北海道建設新聞社
2012/10/30
【北海道】排雪用ダンプの保有台数、1年で1割減少−札幌市がアンケート
札幌市雪対策室は、排雪用ダンプトラック事業者へのアンケート結果をまとめた。これによると保有台数は、2011年度の1142台に対し、12年度は11%減の1005台に減少。公共工事縮減の影響で台数削減に努める事業者側の厳しさが浮き彫りになった。雪対策室では「この落ち込みが市民生活に直接大きな影響を与えるものではない」としているものの、これから詳細に分析し、除排雪体制の安定維持に向け施策を推進する方針だ。
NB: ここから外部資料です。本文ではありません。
use std::sync::Arc;

use axum::extract::{Request, State};
use axum::http::{HeaderMap, header};
use axum::middleware::Next;
use axum::response::{IntoResponse, Response};

use fxgate_core::AppError;

use crate::error::ApiError;
use crate::state::AppState;

/// The account a protected request was authorized as.
#[derive(Debug, Clone)]
pub struct CurrentUser {
    pub username: String,
}

/// Extract the token from `Authorization: Bearer <token>`. The scheme is
/// matched case-insensitively.
pub fn bearer_token(headers: &HeaderMap) -> Option<&str> {
    let value = headers.get(header::AUTHORIZATION)?.to_str().ok()?;
    let (scheme, token) = value.split_once(' ')?;
    let token = token.trim();
    (scheme.eq_ignore_ascii_case("bearer") && !token.is_empty()).then_some(token)
}

/// Middleware that resolves the bearer token to an active account and
/// exposes it to handlers as [`CurrentUser`].
pub async fn require_active_user(
    State(state): State<Arc<AppState>>,
    mut request: Request,
    next: Next,
) -> Response {
    let Some(token) = bearer_token(request.headers()).map(str::to_string) else {
        return ApiError(AppError::InvalidToken("missing bearer token".to_string()))
            .into_response();
    };

    match state.auth.resolve_active(&token).await {
        Ok(record) => {
            request.extensions_mut().insert(CurrentUser {
                username: record.username,
            });
            next.run(request).await
        }
        Err(e) => ApiError(e).into_response(),
    }
}
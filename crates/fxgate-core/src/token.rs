use std::str::FromStr;

use chrono::{TimeDelta, Utc};
use jsonwebtoken::{Algorithm, DecodingKey, EncodingKey, Header, Validation, decode, encode};
use uuid::Uuid;

use crate::error::AppError;
use crate::models::Claims;

/// Lifetime of a token, in minutes, when the caller does not ask for one.
pub const DEFAULT_TTL_MINUTES: i64 = 15;

/// Issues and verifies HMAC-signed JWTs carrying a subject claim.
///
/// Tokens are self-contained: nothing is stored server-side and there is
/// no revocation or refresh. An expired token requires a fresh login.
#[derive(Clone)]
pub struct TokenIssuer {
    algorithm: Algorithm,
    encoding: EncodingKey,
    decoding: DecodingKey,
    validation: Validation,
}

impl std::fmt::Debug for TokenIssuer {
    fn fmt(&self, f: &mut std::fmt::Formatter<'_>) -> std::fmt::Result {
        f.debug_struct("TokenIssuer")
            .field("algorithm", &self.algorithm)
            .finish_non_exhaustive()
    }
}

impl TokenIssuer {
    /// Build an issuer from a shared secret and an algorithm name
    /// (`HS256`, `HS384` or `HS512`).
    pub fn new(secret: &str, algorithm: &str) -> Result<Self, AppError> {
        if secret.is_empty() {
            return Err(AppError::ConfigError("signing secret must not be empty".into()));
        }

        let algorithm = Algorithm::from_str(algorithm.trim()).map_err(|_| {
            AppError::ConfigError(format!("unknown signing algorithm '{algorithm}'"))
        })?;
        if !matches!(
            algorithm,
            Algorithm::HS256 | Algorithm::HS384 | Algorithm::HS512
        ) {
            return Err(AppError::ConfigError(format!(
                "signing algorithm {algorithm:?} needs a key pair; only HS256/HS384/HS512 are supported"
            )));
        }

        let mut validation = Validation::new(algorithm);
        validation.leeway = 0;
        validation.set_required_spec_claims(&["exp", "sub"]);

        Ok(Self {
            algorithm,
            encoding: EncodingKey::from_secret(secret.as_bytes()),
            decoding: DecodingKey::from_secret(secret.as_bytes()),
            validation,
        })
    }

    pub fn algorithm(&self) -> Algorithm {
        self.algorithm
    }

    /// Sign a token for `subject`, valid for `ttl` (15 minutes when `None`).
    pub fn issue(&self, subject: &str, ttl: Option<TimeDelta>) -> Result<String, AppError> {
        let now = Utc::now();
        let expiry = now
            .checked_add_signed(ttl.unwrap_or_else(|| TimeDelta::minutes(DEFAULT_TTL_MINUTES)))
            .ok_or_else(|| AppError::TokenError("token expiry overflows".into()))?;

        let claims = Claims {
            sub: subject.to_string(),
            exp: expiry.timestamp(),
            iat: now.timestamp(),
            jti: Uuid::new_v4().to_string(),
        };

        tracing::debug!(subject, exp = claims.exp, "Issuing access token");

        encode(&Header::new(self.algorithm), &claims, &self.encoding)
            .map_err(|e| AppError::TokenError(e.to_string()))
    }

    /// Check signature, structure, and expiry; return the subject.
    pub fn verify(&self, token: &str) -> Result<String, AppError> {
        let data = decode::<Claims>(token, &self.decoding, &self.validation)
            .map_err(|e| AppError::InvalidToken(e.to_string()))?;
        Ok(data.claims.sub)
    }
}
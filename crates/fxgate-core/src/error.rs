use thiserror::Error;

/// Application-wide error types for fxgate.
#[derive(Error, Debug)]
pub enum AppError {
    /// Login attempted with an unknown username or a wrong password.
    #[error("Incorrect username or password")]
    InvalidCredentials,

    /// Bearer token missing, malformed, expired, badly signed, or naming an unknown subject.
    #[error("Could not validate credentials: {0}")]
    InvalidToken(String),

    /// Token resolved to an account that has been disabled.
    #[error("Inactive user: {0}")]
    AccountDisabled(String),

    /// A `date` parameter that is not an ISO calendar date.
    #[error("The date {0} should be formatted as yyyy-mm-dd")]
    InvalidDate(String),

    /// Upstream provider answered with a non-200 status.
    #[error("Upstream error (HTTP {status}): {body}")]
    Upstream {
        status: u16,
        body: serde_json::Value,
    },

    /// HTTP request to the upstream provider failed.
    #[error("HTTP error: {0}")]
    HttpError(String),

    /// Network/connection error.
    #[error("Network error: {0}")]
    NetworkError(String),

    /// Upstream returned 200 but the payload lacked the expected fields.
    #[error("Malformed upstream response: {0}")]
    MalformedResponse(String),

    /// JSON serialization/deserialization failed.
    #[error("Serialization error: {0}")]
    SerializationError(#[from] serde_json::Error),

    /// Password hashing failed.
    #[error("Password hashing error: {0}")]
    PasswordHash(String),

    /// Token encoding failed.
    #[error("Token error: {0}")]
    TokenError(String),

    /// Invalid or missing configuration.
    #[error("Configuration error: {0}")]
    ConfigError(String),

    /// Generic error.
    #[error("{0}")]
    Generic(String),
}

impl AppError {
    /// Returns true if the caller is at fault and the failure should not be
    /// recorded as an incident.
    pub fn is_client_error(&self) -> bool {
        matches!(
            self,
            AppError::InvalidCredentials
                | AppError::InvalidToken(_)
                | AppError::AccountDisabled(_)
                | AppError::InvalidDate(_)
        )
    }

    /// Returns true for failures that originate at the upstream provider and
    /// are passed through to the caller verbatim.
    pub fn is_upstream(&self) -> bool {
        matches!(self, AppError::Upstream { .. })
    }

    /// Everything else: surfaced as a generic 500 and written to the incident log.
    pub fn is_unhandled(&self) -> bool {
        !self.is_client_error() && !self.is_upstream()
    }
}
アンケートは景気低迷や公共工事縮減から除排雪を取り巻く環境が厳しさを増す中、排雪用ダンプトラックの実態を把握するため初めて実施したもの。保有台数や契約単価、域外からの滞在費用などの現状を聞いた。
市の除排雪事業に関係する札幌近郊をはじめ函館、旭川、室蘭、釧路、帯広、北見地区の256社が対象で、7月4―24日に145社から回答を得た。回答率は56.6%。
保有台数を見ると、11年度は札幌運輸支局管内が806台、管外が336台だったが、12年度は管内が23台減の783台、管外が114台減の222台で、管外の落ち込みが目立つ。しかし5年後の見込みは、管内748台、管外309台の計1057台で、11年度比7%減と若干上昇。管外の回復傾向が目立つが、現時点では増加の根拠までは判明していない。
一方、市の運搬排雪参入に対する意向は、11年度の参加台数746台に対し、12年度は2%減の729台とほぼ横ばいだが、5年後は2割減の604台とダウン。雪対策室の担当者は「ダンプを5年後に保有していても、市の仕事をしているかどうか分からないとする先行き不透明感の表れでは」と捉えている。
契約単価・契約条件は、8割が時間単価制で、最高額6300円、最低額4200円、平均4773円という結果が出た。金額区分では4800円との回答が22%で最も多く、次いで4500円が21%、5000円以上が20%という状況。支払い条件は7割超が現金だった。日単価制は平均が3万8220円、回数単価制は平均が3479円で、いずれも全体の約1割にとどまった。
滞在費用には、市外46社のうち4割弱の17社が回答。1泊当たり4000円から4999円が最多となっている。
一方、東北の復興事業への参入見込みについては、現時点で「参入予定なし」が7割の98社に上った。ほかに「ゼネコンなどからの打診あり」が18社12%、「未定だが参入希望」が14社10%で、「参入決定」は6社4%にとどまり、今のところまとまった台数が流出する兆しはない。
マルチと市に対しての要望事項を見ると、マルチ、市ともに最も多いのが「単価アップ」。これに「最低補償の充実」「支払い条件の改善」が続いている。
自由回答では、滞在費用・滞在場所の確保、公共工事縮減や燃料費高騰による車両更新の困難さを上げる声が目立った。